Can Japan achieve international power transmission with the Asian continent (2)
In "International Transmission Grids and Northeast Asian Power Market", we introduced the basic situation of international transmission grids and East Asian international power market. Although the construction of international transmission grids in Asia is still in its infancy, Europe has a long history and rich experience in international transmission. In this article, let’s take a look at Europe’s international power transmission and see if European experience can be used as a reference for Asia’s construction of international transmission grids.
You may not expect that the international transmission grid in Europe has a history of more than 100 years. In 1915, an international transmission line between Denmark and Sweden was completed, opening the prelude to European international transmission. In 1920, the transmission line connecting France, Switzerland and Italy began to operate. From 1950 to 1960, international transmission lines connected Germany and Portugal. By 1980, the submarine cable also integrated the UK into the European power grid.
With the expansion of the European international transmission grid, its power transmission is also increasing. In 2017, the electricity transmission in Europe reached 450 billion kWh. Especially after 1990, European countries led by the United Kingdom began to "separate power transmission and power generation (that is, to separate the power generation and power retail industry from the transmission industry)", and wide-area power transactions across European borders began to become active.

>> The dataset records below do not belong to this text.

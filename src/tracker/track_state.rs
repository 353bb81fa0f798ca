use serde::Serialize;

/// Lifecycle of a tracking session.
#[derive(Debug, Clone, Copy, PartialEq, Eq, Default, Serialize)]
pub enum SessionState {
    /// Nothing to track yet; steps only cache the incoming frame.
    #[default]
    Unseeded,
    /// Seeded with a box (TLD) or a live point set (Lucas-Kanade).
    Tracking,
}
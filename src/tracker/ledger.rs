//! Ownership bookkeeping for engine handles.
//!
//! The engine's frames, trackers and point sets are native allocations the
//! engine never frees on its own. A [`ResourceLedger`] owns the engine, wraps
//! every handle it hands out in an [`Owned`] token, and only releases a handle
//! by consuming that token. Since `Owned` is neither `Clone` nor `Copy`, a
//! second release of the same handle does not type-check; the ledger's own
//! id table catches what the type system cannot, namely tokens that outlive
//! their state or come from a different ledger.

use std::collections::BTreeMap;
use std::fmt;

use nalgebra::Point2;
use thiserror::Error;
use tracing::error;

use crate::config::{LkParams, TldParams};
use crate::integration::{TldStep, VisionEngine};
use crate::tracker::points::TrackedPoint;
use crate::tracker::rect::{FrameSize, Rect};

/// Most handles of one kind a session may hold between operations.
const MAX_LIVE_PER_KIND: usize = 1;

#[derive(Debug, Clone, Copy, PartialEq, Eq, Hash, PartialOrd, Ord)]
pub struct HandleId(u64);

impl fmt::Display for HandleId {
    fn fmt(&self, f: &mut fmt::Formatter<'_>) -> fmt::Result {
        write!(f, "#{}", self.0)
    }
}

#[derive(Debug, Clone, Copy, PartialEq, Eq, Hash)]
pub enum HandleKind {
    Frame,
    Tracker,
    PointSet,
}

impl HandleKind {
    const ALL: [HandleKind; 3] = [HandleKind::Frame, HandleKind::Tracker, HandleKind::PointSet];
}

impl fmt::Display for HandleKind {
    fn fmt(&self, f: &mut fmt::Formatter<'_>) -> fmt::Result {
        let name = match self {
            Self::Frame => "frame",
            Self::Tracker => "tracker",
            Self::PointSet => "point set",
        };
        f.write_str(name)
    }
}

/// An engine handle in the custody of a ledger.
#[derive(Debug)]
pub struct Owned<H> {
    id: HandleId,
    handle: H,
}

impl<H> Owned<H> {
    pub fn id(&self) -> HandleId {
        self.id
    }

    pub fn get(&self) -> &H {
        &self.handle
    }

    pub fn get_mut(&mut self) -> &mut H {
        &mut self.handle
    }
}

#[derive(Debug, Clone, PartialEq, Eq, Error)]
pub enum LedgerViolation {
    #[error("{kind} handle {id} released but not live in this ledger")]
    UnknownRelease { kind: HandleKind, id: HandleId },
    #[error("{live} live {kind} handles, at most one allowed")]
    TooManyLive { kind: HandleKind, live: usize },
    #[error("{live} handles still live after teardown")]
    LiveAfterTeardown { live: usize },
}

/// Running totals, used to check that every acquisition was released.
#[derive(Debug, Clone, Copy, Default, PartialEq, Eq)]
pub struct LedgerStats {
    pub acquired: usize,
    pub released: usize,
    pub live: usize,
}

impl LedgerStats {
    pub fn balanced(&self) -> bool {
        self.acquired == self.released && self.live == 0
    }
}

pub struct ResourceLedger<E: VisionEngine> {
    engine: E,
    live: BTreeMap<HandleId, HandleKind>,
    next_id: u64,
    acquired: usize,
    released: usize,
    violations: Vec<LedgerViolation>,
}

impl<E: VisionEngine> ResourceLedger<E> {
    pub fn new(engine: E) -> Self {
        Self {
            engine,
            live: BTreeMap::new(),
            next_id: 0,
            acquired: 0,
            released: 0,
            violations: Vec::new(),
        }
    }

    pub fn engine(&self) -> &E {
        &self.engine
    }

    fn adopt<H>(&mut self, kind: HandleKind, handle: H) -> Owned<H> {
        self.next_id += 1;
        let id = HandleId(self.next_id);
        self.live.insert(id, kind);
        self.acquired += 1;
        Owned { id, handle }
    }

    fn retire<H>(&mut self, kind: HandleKind, owned: Owned<H>) -> H {
        match self.live.remove(&owned.id) {
            Some(found) if found == kind => self.released += 1,
            Some(found) => {
                // Put the entry back, it belongs to a different handle.
                self.live.insert(owned.id, found);
                self.record(LedgerViolation::UnknownRelease { kind, id: owned.id });
            }
            None => self.record(LedgerViolation::UnknownRelease { kind, id: owned.id }),
        }
        owned.handle
    }

    fn record(&mut self, violation: LedgerViolation) {
        error!(%violation, "resource ledger violation");
        self.violations.push(violation);
    }

    /// Take custody of a frame delivered by a frame source.
    pub fn adopt_frame(&mut self, frame: E::Frame) -> Owned<E::Frame> {
        self.adopt(HandleKind::Frame, frame)
    }

    pub fn frame_size(&self, frame: &Owned<E::Frame>) -> FrameSize {
        self.engine.frame_size(frame.get())
    }

    pub fn init_tracker(
        &mut self,
        reference: &Owned<E::Frame>,
        region: Rect,
        params: &TldParams,
    ) -> Result<Owned<E::Tracker>, E::Error> {
        let tracker = self.engine.init_tracker(reference.get(), region, params)?;
        Ok(self.adopt(HandleKind::Tracker, tracker))
    }

    pub fn track_object(
        &mut self,
        tracker: &mut Owned<E::Tracker>,
        previous: &Owned<E::Frame>,
        current: &Owned<E::Frame>,
    ) -> Result<TldStep, E::Error> {
        self.engine
            .track_object(tracker.get_mut(), previous.get(), current.get())
    }

    pub fn alloc_points(&mut self, points: &[Point2<f32>]) -> Result<Owned<E::PointSet>, E::Error> {
        let set = self.engine.alloc_points(points)?;
        Ok(self.adopt(HandleKind::PointSet, set))
    }

    pub fn track_points(
        &mut self,
        previous: &Owned<E::Frame>,
        current: &Owned<E::Frame>,
        points: &Owned<E::PointSet>,
        params: &LkParams,
    ) -> Result<Vec<TrackedPoint>, E::Error> {
        self.engine
            .track_points(previous.get(), current.get(), points.get(), params)
    }

    pub fn release_frame(&mut self, frame: Owned<E::Frame>) {
        let frame = self.retire(HandleKind::Frame, frame);
        self.engine.release_frame(frame);
    }

    pub fn release_tracker(&mut self, tracker: Owned<E::Tracker>) {
        let tracker = self.retire(HandleKind::Tracker, tracker);
        self.engine.release_tracker(tracker);
    }

    pub fn release_points(&mut self, points: Owned<E::PointSet>) {
        let points = self.retire(HandleKind::PointSet, points);
        self.engine.release_points(points);
    }

    pub fn live(&self, kind: HandleKind) -> usize {
        self.live.values().filter(|k| **k == kind).count()
    }

    pub fn stats(&self) -> LedgerStats {
        LedgerStats {
            acquired: self.acquired,
            released: self.released,
            live: self.live.len(),
        }
    }

    /// Check the at-rest invariant: no recorded violations and at most one
    /// live handle per kind.
    pub fn verify(&self) -> Result<(), LedgerViolation> {
        if let Some(violation) = self.violations.first() {
            return Err(violation.clone());
        }
        for kind in HandleKind::ALL {
            let live = self.live(kind);
            if live > MAX_LIVE_PER_KIND {
                return Err(LedgerViolation::TooManyLive { kind, live });
            }
        }
        Ok(())
    }

    /// Check that a fully torn down owner left nothing behind.
    pub fn verify_empty(&self) -> Result<(), LedgerViolation> {
        self.verify()?;
        match self.live.len() {
            0 => Ok(()),
            live => Err(LedgerViolation::LiveAfterTeardown { live }),
        }
    }
}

In addition, the increase of natural energy power, mainly wind power generation, across Europe has also expanded the scale of international power transmission. For example, Denmark, which has advantages in wind power, will flexibly use the international transmission grid according to the influence of climate on the output power of power generation. At present, Denmark has exported more than 30% of its own electricity generation to other European countries, and the input rate has reached more than 40%. It accounts for 10% of European electricity output and input.
Judging from the actual electricity consumption trends in Europe, the transnational electricity input and output of various countries are very active. The European international transmission grid is divided into four major networks according to the region, namely the "Continental European System", "Nordic System", "British System" and "Baltic System". Each network adopts DC transmission at different time periods, so that two distant countries can also realize power trading from a wide area.
In 2011, the international transmission line "BritNed" between the United Kingdom and the Netherlands began to operate. Since the beginning of operation, the transmission power of this transmission line has increased year by year. By 2015, the transmission power of "BritNed" has increased to 8 billion kWh a year. Because of the difference in electricity prices between Britain and the Netherlands, "BritNed" has a profit of nearly 200 million euros, and its 600 million construction cost can be recovered in about three years.
In 2013, the international transmission line "East West Interconnector" between the UK and Ireland started operating. Ireland has a great advantage in wind power generation. In 2017, more than 80% of the country's electricity was provided by wind energy. Not only that, Ireland’s wind power is being transmitted to the United Kingdom through international transmission lines, and it has successfully adjusted the country’s power supply and demand.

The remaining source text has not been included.